C’est à la société Metravib, filiale du groupe Acoem (42 millions d’euros de chiffre d’affaires, 310 collaborateurs) que l’Agence Spatiale Européenne a confié les études, la qualification et la fabrication des trois antennes du satellite. Des antennes baptisées RPW (Radio and Plasma Waves) qui sont capables de mesurer les champs électromagnétiques émis par le soleil, à la fois dans les basses et dans les hautes fréquences.

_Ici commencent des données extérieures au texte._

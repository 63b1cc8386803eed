//! Mention handle extraction.
//!
//! Handle grammar: `@` followed by one to three word tokens separated by
//! single spaces. Since post authors have multi-word display names, a handle
//! cannot be delimited syntactically; resolution is a dictionary lookup that
//! tries the longest token prefix first against exact user names, so trailing
//! punctuation and following prose never end up inside a mention.

use once_cell::sync::Lazy;
use regex::Regex;

use crate::database::models::User;

/// Longest candidate handle length, in word tokens.
const MAX_HANDLE_TOKENS: usize = 3;

static MENTION_RE: Lazy<Regex> =
    Lazy::new(|| Regex::new(r"\B@(\w+(?: \w+){0,2})").expect("mention pattern"));

/// Every name a mention in `content` could refer to: for each `@` capture,
/// all of its token prefixes, deduplicated. One roster query over this list
/// covers every possible resolution.
pub fn candidate_names(content: &str) -> Vec<String> {
    let mut names = Vec::new();
    for cap in MENTION_RE.captures_iter(content) {
        let tokens: Vec<&str> = cap[1].split(' ').collect();
        for n in 1..=tokens.len().min(MAX_HANDLE_TOKENS) {
            let name = tokens[..n].join(" ");
            if !names.contains(&name) {
                names.push(name);
            }
        }
    }
    names
}

/// Resolve the mentions in `content` against a user roster. Each `@` capture
/// resolves to at most one user (longest matching prefix wins); users are
/// deduplicated across captures, in first-mention order.
pub fn resolve_handles<'a>(content: &str, roster: &'a [User]) -> Vec<&'a User> {
    let mut resolved: Vec<&User> = Vec::new();
    for cap in MENTION_RE.captures_iter(content) {
        let tokens: Vec<&str> = cap[1].split(' ').collect();
        let longest = tokens.len().min(MAX_HANDLE_TOKENS);
        for n in (1..=longest).rev() {
            let candidate = tokens[..n].join(" ");
            if let Some(user) = roster.iter().find(|u| u.name == candidate) {
                if !resolved.iter().any(|u| u.id == user.id) {
                    resolved.push(user);
                }
                break;
            }
        }
    }
    resolved
}
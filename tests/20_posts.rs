mod common;

use anyhow::Result;
use reqwest::StatusCode;

#[tokio::test]
async fn listing_returns_pagination_envelope() -> Result<()> {
    if !common::test_env_ready() {
        eprintln!("skipping: DATABASE_URL not set");
        return Ok(());
    }
    let server = common::ensure_server().await?;
    let client = reqwest::Client::new();

    let (token, _) = common::login(&server.base_url, &unique_name()).await?;

    let res = client
        .get(format!("{}/posts", server.base_url))
        .bearer_auth(&token)
        .send()
        .await?;
    assert_eq!(res.status(), StatusCode::OK);

    let body: serde_json::Value = res.json().await?;
    assert!(body["posts"].is_array());
    assert_eq!(body["pagination"]["page"], 1);
    assert_eq!(body["pagination"]["limit"], 20);
    assert!(body["pagination"]["total"].is_number());
    assert!(body["pagination"]["pages"].is_number());
    Ok(())
}

#[tokio::test]
async fn viewers_cannot_create_posts() -> Result<()> {
    if !common::test_env_ready() {
        eprintln!("skipping: DATABASE_URL not set");
        return Ok(());
    }
    let server = common::ensure_server().await?;
    let client = reqwest::Client::new();

    // Name-only logins start as viewers
    let (token, _) = common::login(&server.base_url, &unique_name()).await?;

    let res = client
        .post(format!("{}/posts", server.base_url))
        .bearer_auth(&token)
        .json(&serde_json::json!({
            "title": "Launch teaser",
            "description": "<p>coming soon</p>",
            "publishDate": "2030-01-01T12:00:00Z"
        }))
        .send()
        .await?;
    assert_eq!(res.status(), StatusCode::FORBIDDEN);
    Ok(())
}

#[tokio::test]
async fn analytics_summary_has_all_aggregates() -> Result<()> {
    if !common::test_env_ready() {
        eprintln!("skipping: DATABASE_URL not set");
        return Ok(());
    }
    let server = common::ensure_server().await?;
    let client = reqwest::Client::new();

    let (token, _) = common::login(&server.base_url, &unique_name()).await?;

    let res = client
        .get(format!("{}/posts/analytics/summary", server.base_url))
        .bearer_auth(&token)
        .send()
        .await?;
    assert_eq!(res.status(), StatusCode::OK);

    let body: serde_json::Value = res.json().await?;
    assert!(body["byStatus"].is_object());
    assert!(body["byPlatform"].is_object());
    assert!(body["byPillar"].is_object());
    assert!(body["thisMonth"].is_number());
    Ok(())
}

#[tokio::test]
async fn bulk_as_viewer_is_forbidden() -> Result<()> {
    if !common::test_env_ready() {
        eprintln!("skipping: DATABASE_URL not set");
        return Ok(());
    }
    let server = common::ensure_server().await?;
    let client = reqwest::Client::new();

    let (token, _) = common::login(&server.base_url, &unique_name()).await?;

    let res = client
        .post(format!("{}/posts/bulk", server.base_url))
        .bearer_auth(&token)
        .json(&serde_json::json!({ "postIds": [], "action": "publish" }))
        .send()
        .await?;
    // The role gate runs before payload validation
    assert_eq!(res.status(), StatusCode::FORBIDDEN);
    Ok(())
}

#[tokio::test]
async fn bulk_requires_at_least_one_id() -> Result<()> {
    if !common::test_env_ready() {
        eprintln!("skipping: DATABASE_URL not set");
        return Ok(());
    }
    let server = common::ensure_server().await?;
    let client = reqwest::Client::new();

    let token = editor_token(&server.base_url).await?;

    let res = client
        .post(format!("{}/posts/bulk", server.base_url))
        .bearer_auth(&token)
        .json(&serde_json::json!({ "postIds": [], "action": "publish" }))
        .send()
        .await?;
    assert_eq!(res.status(), StatusCode::BAD_REQUEST);

    let body: serde_json::Value = res.json().await?;
    assert!(body["field_errors"]["postIds"].is_string());
    Ok(())
}

#[tokio::test]
async fn bulk_publish_marks_every_supplied_post() -> Result<()> {
    if !common::test_env_ready() {
        eprintln!("skipping: DATABASE_URL not set");
        return Ok(());
    }
    let server = common::ensure_server().await?;
    let client = reqwest::Client::new();

    let token = editor_token(&server.base_url).await?;
    let a = create_post(&server.base_url, &token, "Draft").await?;
    let b = create_post(&server.base_url, &token, "Scheduled").await?;

    let res = client
        .post(format!("{}/posts/bulk", server.base_url))
        .bearer_auth(&token)
        .json(&serde_json::json!({ "postIds": [a, b], "action": "publish" }))
        .send()
        .await?;
    assert_eq!(res.status(), StatusCode::OK);

    let body: serde_json::Value = res.json().await?;
    assert_eq!(body["success"], true);
    assert_eq!(body["affected"], 2);

    for id in [&a, &b] {
        let res = client
            .get(format!("{}/posts/{}", server.base_url, id))
            .bearer_auth(&token)
            .send()
            .await?;
        assert_eq!(res.status(), StatusCode::OK);
        let post: serde_json::Value = res.json().await?;
        assert_eq!(post["status"], "Published");
    }
    Ok(())
}

#[tokio::test]
async fn bulk_reschedule_without_date_mutates_nothing() -> Result<()> {
    if !common::test_env_ready() {
        eprintln!("skipping: DATABASE_URL not set");
        return Ok(());
    }
    let server = common::ensure_server().await?;
    let client = reqwest::Client::new();

    let token = editor_token(&server.base_url).await?;
    let id = create_post(&server.base_url, &token, "Scheduled").await?;

    let res = client
        .post(format!("{}/posts/bulk", server.base_url))
        .bearer_auth(&token)
        .json(&serde_json::json!({ "postIds": [id], "action": "reschedule" }))
        .send()
        .await?;
    assert_eq!(res.status(), StatusCode::BAD_REQUEST);

    let body: serde_json::Value = res.json().await?;
    assert!(body["field_errors"]["publishDate"].is_string());

    // The post is untouched by the failed action
    let res = client
        .get(format!("{}/posts/{}", server.base_url, id))
        .bearer_auth(&token)
        .send()
        .await?;
    assert_eq!(res.status(), StatusCode::OK);
    let post: serde_json::Value = res.json().await?;
    assert_eq!(post["status"], "Scheduled");
    assert_eq!(post["publishDate"], "2030-06-01T12:00:00Z");
    Ok(())
}

/// Fresh login promoted to editor, since mutation routes gate on the role.
async fn editor_token(base_url: &str) -> Result<String> {
    let (token, user_id) = common::login(base_url, &unique_name()).await?;
    common::promote_to_editor(&user_id).await?;
    Ok(token)
}

async fn create_post(base_url: &str, token: &str, status: &str) -> Result<String> {
    let client = reqwest::Client::new();
    let res = client
        .post(format!("{}/posts", base_url))
        .bearer_auth(token)
        .json(&serde_json::json!({
            "title": format!("Bulk target {}", unique_name()),
            "description": "<p>bulk fixture</p>",
            "publishDate": "2030-06-01T12:00:00Z",
            "status": status
        }))
        .send()
        .await?;
    anyhow::ensure!(
        res.status() == StatusCode::CREATED,
        "create failed: {}",
        res.status()
    );
    let body: serde_json::Value = res.json().await?;
    Ok(body["id"].as_str().expect("post id").to_string())
}

fn unique_name() -> String {
    use std::time::{SystemTime, UNIX_EPOCH};
    let nanos = SystemTime::now().duration_since(UNIX_EPOCH).unwrap_or_default().as_nanos();
    format!("it-user-{:x}", nanos)
}
use sqlx::PgPool;
use std::sync::Arc;

use crate::config::AppConfig;
use crate::services::notification_service::Notifier;

/// Shared application state, constructed once at startup and threaded into
/// every handler through axum's `State` extractor. The pool is the only
/// shared mutable resource in the process.
#[derive(Clone)]
pub struct AppState {
    pub pool: PgPool,
    pub config: Arc<AppConfig>,
    pub notifier: Arc<dyn Notifier>,
}

impl AppState {
    pub fn new(pool: PgPool, config: AppConfig, notifier: Arc<dyn Notifier>) -> Self {
        Self { pool, config: Arc::new(config), notifier }
    }
}
use sqlx::PgPool;
use uuid::Uuid;

use super::models::{Role, User, UserProfile};

/// Typed accessor for the users table.
pub struct UserRepo {
    pool: PgPool,
}

impl UserRepo {
    pub fn new(pool: PgPool) -> Self {
        Self { pool }
    }

    pub async fn find_by_id(&self, id: Uuid) -> Result<Option<User>, sqlx::Error> {
        sqlx::query_as::<_, User>("SELECT * FROM users WHERE id = $1")
            .bind(id)
            .fetch_optional(&self.pool)
            .await
    }

    pub async fn find_by_email(&self, email: &str) -> Result<Option<User>, sqlx::Error> {
        sqlx::query_as::<_, User>("SELECT * FROM users WHERE email = $1")
            .bind(email)
            .fetch_optional(&self.pool)
            .await
    }

    pub async fn find_by_name(&self, name: &str) -> Result<Option<User>, sqlx::Error> {
        sqlx::query_as::<_, User>("SELECT * FROM users WHERE name = $1")
            .bind(name)
            .fetch_optional(&self.pool)
            .await
    }

    /// Users whose name exactly matches any of the given handles. Used for
    /// mention resolution.
    pub async fn find_by_names(&self, names: &[String]) -> Result<Vec<User>, sqlx::Error> {
        sqlx::query_as::<_, User>("SELECT * FROM users WHERE name = ANY($1)")
            .bind(names)
            .fetch_all(&self.pool)
            .await
    }

    pub async fn create(
        &self,
        email: &str,
        name: &str,
        password_hash: Option<&str>,
        avatar_url: Option<&str>,
    ) -> Result<User, sqlx::Error> {
        sqlx::query_as::<_, User>(
            r#"
            INSERT INTO users (email, name, password_hash, avatar_url)
            VALUES ($1, $2, $3, $4)
            RETURNING *
            "#,
        )
        .bind(email)
        .bind(name)
        .bind(password_hash)
        .bind(avatar_url)
        .fetch_one(&self.pool)
        .await
    }

    pub async fn list(&self) -> Result<Vec<User>, sqlx::Error> {
        sqlx::query_as::<_, User>("SELECT * FROM users ORDER BY created_at DESC")
            .fetch_all(&self.pool)
            .await
    }

    pub async fn profiles_by_ids(&self, ids: &[Uuid]) -> Result<Vec<UserProfile>, sqlx::Error> {
        if ids.is_empty() {
            return Ok(vec![]);
        }
        sqlx::query_as::<_, UserProfile>(
            "SELECT id, email, name, role, avatar_url FROM users WHERE id = ANY($1)",
        )
        .bind(ids)
        .fetch_all(&self.pool)
        .await
    }

    pub async fn update_profile(
        &self,
        id: Uuid,
        name: Option<&str>,
        avatar_url: Option<&str>,
    ) -> Result<Option<User>, sqlx::Error> {
        sqlx::query_as::<_, User>(
            r#"
            UPDATE users
            SET name = COALESCE($2, name),
                avatar_url = COALESCE($3, avatar_url),
                updated_at = now()
            WHERE id = $1
            RETURNING *
            "#,
        )
        .bind(id)
        .bind(name)
        .bind(avatar_url)
        .fetch_optional(&self.pool)
        .await
    }

    pub async fn set_role(&self, id: Uuid, role: Role) -> Result<Option<User>, sqlx::Error> {
        sqlx::query_as::<_, User>(
            "UPDATE users SET role = $2, updated_at = now() WHERE id = $1 RETURNING *",
        )
        .bind(id)
        .bind(role)
        .fetch_optional(&self.pool)
        .await
    }

    /// Post and comment counts for a user's public profile.
    pub async fn activity_counts(&self, id: Uuid) -> Result<(i64, i64), sqlx::Error> {
        let row: (i64, i64) = sqlx::query_as(
            r#"
            SELECT
                (SELECT COUNT(*) FROM posts WHERE assignee_id = $1),
                (SELECT COUNT(*) FROM comments WHERE author_id = $1)
            "#,
        )
        .bind(id)
        .fetch_one(&self.pool)
        .await?;
        Ok(row)
    }
}
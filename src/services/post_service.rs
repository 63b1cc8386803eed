use chrono::{DateTime, Datelike, Duration, NaiveDate, NaiveTime, TimeZone, Utc};
use serde::{Deserialize, Serialize};
use sqlx::PgPool;
use std::collections::HashMap;
use uuid::Uuid;

use crate::database::models::{
    CommentView, Pillar, Platform, Post, PostView, Role, Status, User, UserProfile,
};
use crate::database::{CommentRepo, MentionRepo, NewPost, PostFilter, PostPatch, PostRepo, UserRepo};
use crate::error::ApiError;
use crate::state::AppState;

/// Raw list-endpoint query parameters, before filter resolution.
#[derive(Debug, Clone, Default, Deserialize)]
#[serde(rename_all = "camelCase")]
pub struct PostQuery {
    pub page: Option<i64>,
    pub limit: Option<i64>,
    pub platform: Option<Platform>,
    pub pillar: Option<Pillar>,
    pub status: Option<Status>,
    pub assignee_id: Option<Uuid>,
    pub start_date: Option<DateTime<Utc>>,
    pub end_date: Option<DateTime<Utc>>,
    /// Calendar date (YYYY-MM-DD); expands to the whole UTC day and forces
    /// status=Scheduled for the day view.
    pub day: Option<String>,
}

#[derive(Debug, Clone, Copy, PartialEq, Serialize)]
pub struct Pagination {
    pub page: i64,
    pub limit: i64,
    pub total: i64,
    pub pages: i64,
}

#[derive(Debug, Serialize)]
pub struct PostListResponse {
    pub posts: Vec<PostView>,
    pub pagination: Pagination,
}

/// Single post with its discussion thread.
#[derive(Debug, Serialize)]
#[serde(rename_all = "camelCase")]
pub struct PostDetail {
    #[serde(flatten)]
    pub post: Post,
    pub assignee: Option<UserProfile>,
    pub comments: Vec<CommentView>,
}

#[derive(Debug, Serialize)]
#[serde(rename_all = "camelCase")]
pub struct AnalyticsSummary {
    pub by_status: HashMap<String, i64>,
    pub by_platform: HashMap<String, i64>,
    pub by_pillar: HashMap<String, i64>,
    pub this_month: i64,
}

#[derive(Debug, Clone, Copy, PartialEq, Eq, Deserialize)]
#[serde(rename_all = "lowercase")]
pub enum BulkAction {
    Delete,
    Publish,
    Draft,
    Reschedule,
}

#[derive(Debug, Clone, Default, Deserialize)]
#[serde(rename_all = "camelCase")]
pub struct BulkActionData {
    pub publish_date: Option<DateTime<Utc>>,
}

/// Resolve raw query parameters into the effective filter and page window.
///
/// Policy (documented decisions): a `day` filter wins over any explicit
/// status and date range; without a day or status filter the listing
/// defaults to Scheduled; both date bounds are inclusive.
pub fn resolve_filter(query: &PostQuery) -> Result<(PostFilter, i64, i64), ApiError> {
    let page = query.page.unwrap_or(1).max(1);
    let limit = query.limit.unwrap_or(20).max(1);

    let mut filter = PostFilter {
        platform: query.platform,
        pillar: query.pillar,
        assignee_id: query.assignee_id,
        ..Default::default()
    };

    if let Some(day) = &query.day {
        let date = NaiveDate::parse_from_str(day, "%Y-%m-%d")
            .map_err(|_| ApiError::invalid_field("day", "expected a date in YYYY-MM-DD format"))?;
        let start = date.and_time(NaiveTime::MIN).and_utc();
        filter.publish_from = Some(start);
        filter.publish_until = Some(start + Duration::days(1) - Duration::milliseconds(1));
        // Day view shows the schedule; any supplied status is ignored
        filter.status = Some(Status::Scheduled);
    } else {
        filter.status = Some(query.status.unwrap_or(Status::Scheduled));
        filter.publish_from = query.start_date;
        filter.publish_until = query.end_date;
    }

    Ok((filter, page, limit))
}

pub fn pagination_for(page: i64, limit: i64, total: i64) -> Pagination {
    let pages = (total + limit - 1) / limit;
    Pagination { page, limit, total, pages }
}

/// Ownership rule for deletion: admins delete anything; editors only posts
/// assigned to them or unassigned. Posts carry no creator column, so the
/// assignee stands in for the owner.
pub fn can_delete(user: &User, post: &Post) -> bool {
    match user.role {
        Role::Admin => true,
        _ => post.assignee_id.map_or(true, |assignee| assignee == user.id),
    }
}

/// Post query, mutation and analytics engine.
pub struct PostService {
    pool: PgPool,
}

impl PostService {
    pub fn new(state: &AppState) -> Self {
        Self { pool: state.pool.clone() }
    }

    fn posts(&self) -> PostRepo {
        PostRepo::new(self.pool.clone())
    }

    fn users(&self) -> UserRepo {
        UserRepo::new(self.pool.clone())
    }

    /// Filtered, paginated listing. The page fetch and its count run
    /// concurrently over the same filter snapshot.
    pub async fn list_posts(&self, query: &PostQuery) -> Result<PostListResponse, ApiError> {
        let (filter, page, limit) = resolve_filter(query)?;
        let offset = (page - 1) * limit;

        let repo = self.posts();
        let count_repo = self.posts();
        let (items, total) =
            tokio::try_join!(repo.list(&filter, limit, offset), count_repo.count(&filter))?;

        let posts = self.assemble_views(items).await?;
        Ok(PostListResponse { posts, pagination: pagination_for(page, limit, total) })
    }

    async fn assemble_views(&self, items: Vec<Post>) -> Result<Vec<PostView>, ApiError> {
        let assignee_ids: Vec<Uuid> = {
            let mut ids: Vec<Uuid> = items.iter().filter_map(|p| p.assignee_id).collect();
            ids.sort();
            ids.dedup();
            ids
        };
        let post_ids: Vec<Uuid> = items.iter().map(|p| p.id).collect();

        let users = self.users();
        let posts = self.posts();
        let (profiles, comment_counts) = tokio::try_join!(
            users.profiles_by_ids(&assignee_ids),
            posts.comment_counts(&post_ids),
        )?;
        let profiles: HashMap<Uuid, UserProfile> =
            profiles.into_iter().map(|p| (p.id, p)).collect();

        Ok(items
            .into_iter()
            .map(|post| {
                let assignee = post.assignee_id.and_then(|id| profiles.get(&id).cloned());
                let comment_count = comment_counts.get(&post.id).copied().unwrap_or(0);
                PostView { post, assignee, comment_count }
            })
            .collect())
    }

    pub async fn get_post(&self, id: Uuid) -> Result<PostDetail, ApiError> {
        let post = self
            .posts()
            .find_by_id(id)
            .await?
            .ok_or_else(|| ApiError::not_found("Post not found"))?;

        let comments = CommentRepo::new(self.pool.clone()).list_for_post(id).await?;
        let comment_ids: Vec<Uuid> = comments.iter().map(|c| c.id).collect();
        let mentions = MentionRepo::new(self.pool.clone()).list_for_comments(&comment_ids).await?;

        // One profile fetch covers the assignee, comment authors and mentioned users
        let mut profile_ids: Vec<Uuid> = comments.iter().map(|c| c.author_id).collect();
        profile_ids.extend(mentions.iter().map(|m| m.user_id));
        profile_ids.extend(post.assignee_id);
        profile_ids.sort();
        profile_ids.dedup();
        let profiles: HashMap<Uuid, UserProfile> = self
            .users()
            .profiles_by_ids(&profile_ids)
            .await?
            .into_iter()
            .map(|p| (p.id, p))
            .collect();

        let comment_views = comments
            .into_iter()
            .map(|comment| {
                let author = profiles.get(&comment.author_id).cloned();
                let mentioned = mentions
                    .iter()
                    .filter(|m| m.comment_id == comment.id)
                    .filter_map(|m| profiles.get(&m.user_id).cloned())
                    .collect();
                CommentView { comment, author, mentions: mentioned }
            })
            .collect();

        let assignee = post.assignee_id.and_then(|id| profiles.get(&id).cloned());
        Ok(PostDetail { post, assignee, comments: comment_views })
    }

    /// Create a post; a missing status defaults by publish date (past dates
    /// are already out the door).
    pub async fn create_post(
        &self,
        mut new: NewPost,
        explicit_status: Option<Status>,
    ) -> Result<PostView, ApiError> {
        let status =
            explicit_status.unwrap_or_else(|| Status::default_for(new.publish_date, Utc::now()));
        new.status = status;
        let post = self.posts().insert(&new).await?;
        let views = self.assemble_views(vec![post]).await?;
        views
            .into_iter()
            .next()
            .ok_or_else(|| ApiError::internal_server_error("Failed to load created post"))
    }

    pub async fn update_post(&self, id: Uuid, patch: &PostPatch) -> Result<PostView, ApiError> {
        let post = self
            .posts()
            .update(id, patch)
            .await?
            .ok_or_else(|| ApiError::not_found("Post not found"))?;
        let views = self.assemble_views(vec![post]).await?;
        views
            .into_iter()
            .next()
            .ok_or_else(|| ApiError::internal_server_error("Failed to load updated post"))
    }

    pub async fn delete_post(&self, id: Uuid, acting_user: &User) -> Result<(), ApiError> {
        let post = self
            .posts()
            .find_by_id(id)
            .await?
            .ok_or_else(|| ApiError::not_found("Post not found"))?;

        if !can_delete(acting_user, &post) {
            return Err(ApiError::forbidden("Forbidden"));
        }

        self.posts().delete(id).await?;
        Ok(())
    }

    /// One action across a set of post ids; each maps to a single bulk
    /// statement, so ids that do not exist silently drop out of the affected
    /// count.
    pub async fn apply_bulk_action(
        &self,
        post_ids: &[Uuid],
        action: BulkAction,
        data: &BulkActionData,
    ) -> Result<u64, ApiError> {
        let repo = self.posts();
        let affected = match action {
            BulkAction::Delete => repo.bulk_delete(post_ids).await?,
            BulkAction::Publish => repo.bulk_set_status(post_ids, Status::Published).await?,
            BulkAction::Draft => repo.bulk_set_status(post_ids, Status::Draft).await?,
            BulkAction::Reschedule => {
                let publish_date = data.publish_date.ok_or_else(|| {
                    ApiError::invalid_field("publishDate", "publishDate required for reschedule")
                })?;
                repo.bulk_reschedule(post_ids, publish_date).await?
            }
        };
        Ok(affected)
    }

    /// Four independent aggregates, issued concurrently.
    pub async fn analytics_summary(&self) -> Result<AnalyticsSummary, ApiError> {
        let since = start_of_month(Utc::now());
        let repo = self.posts();
        let (by_status, by_platform, by_pillar, this_month) = tokio::try_join!(
            repo.count_by_status(),
            repo.count_published_by_platform(),
            repo.count_published_by_pillar(),
            repo.count_published_since(since),
        )?;

        Ok(AnalyticsSummary {
            by_status: by_status.into_iter().map(|(s, n)| (enum_key(&s), n)).collect(),
            by_platform: by_platform
                .into_iter()
                .filter_map(|(p, n)| p.map(|p| (enum_key(&p), n)))
                .collect(),
            by_pillar: by_pillar
                .into_iter()
                .filter_map(|(p, n)| p.map(|p| (enum_key(&p), n)))
                .collect(),
            this_month,
        })
    }
}

/// First instant of the current UTC calendar month.
fn start_of_month(now: DateTime<Utc>) -> DateTime<Utc> {
    Utc.with_ymd_and_hms(now.year(), now.month(), 1, 0, 0, 0)
        .single()
        .unwrap_or(now)
}

/// JSON name of an enum variant, used as an aggregate map key.
fn enum_key<T: Serialize>(value: &T) -> String {
    serde_json::to_value(value)
        .ok()
        .and_then(|v| v.as_str().map(str::to_string))
        .unwrap_or_default()
}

Elles se déploient comme un ressort

Le défi, pour Metravib, fut d’imaginer un système capable de replier ces antennes pour les faire entrer dans le lanceur, puis de les déployer et de les maintenir en place pendant la mission. La société a choisi de reprendre le même principe que dans ses systèmes de déploiement pour les panneaux solaires des micro-satellites, à savoir des articulations à joint Carpentier. "Ce sont des lames métalliques repliées et cintrées, qui sont déformées élastiquement et qui se déploient par effet ressort, ce qui évite de recourir à un moteur", expose Julien Marmonier, responsable du marché Aéronautique-Spatial-Défense chez Metravib.

Le problème est que les antennes du Solar Orbiter mesurent chacune 6 mètres de longueur. Les contraintes pendant le déploiement sont donc extrêmes, et les bras risquent de se tordre. "Ce fut un des principaux défis : nous avons dû imaginer des renforts spéciaux, en utilisant des alliages à mémoire de forme, afin d’accompagner et de contrôler le déploiement des antennes", poursuit Julien Marmonier.

Ces sous-systèmes de Solar Orbiter, seront produits à 7 exemplaires. Trois d’entre eux équiperont le satellite, qui partira à l’assaut du soleil en 2017.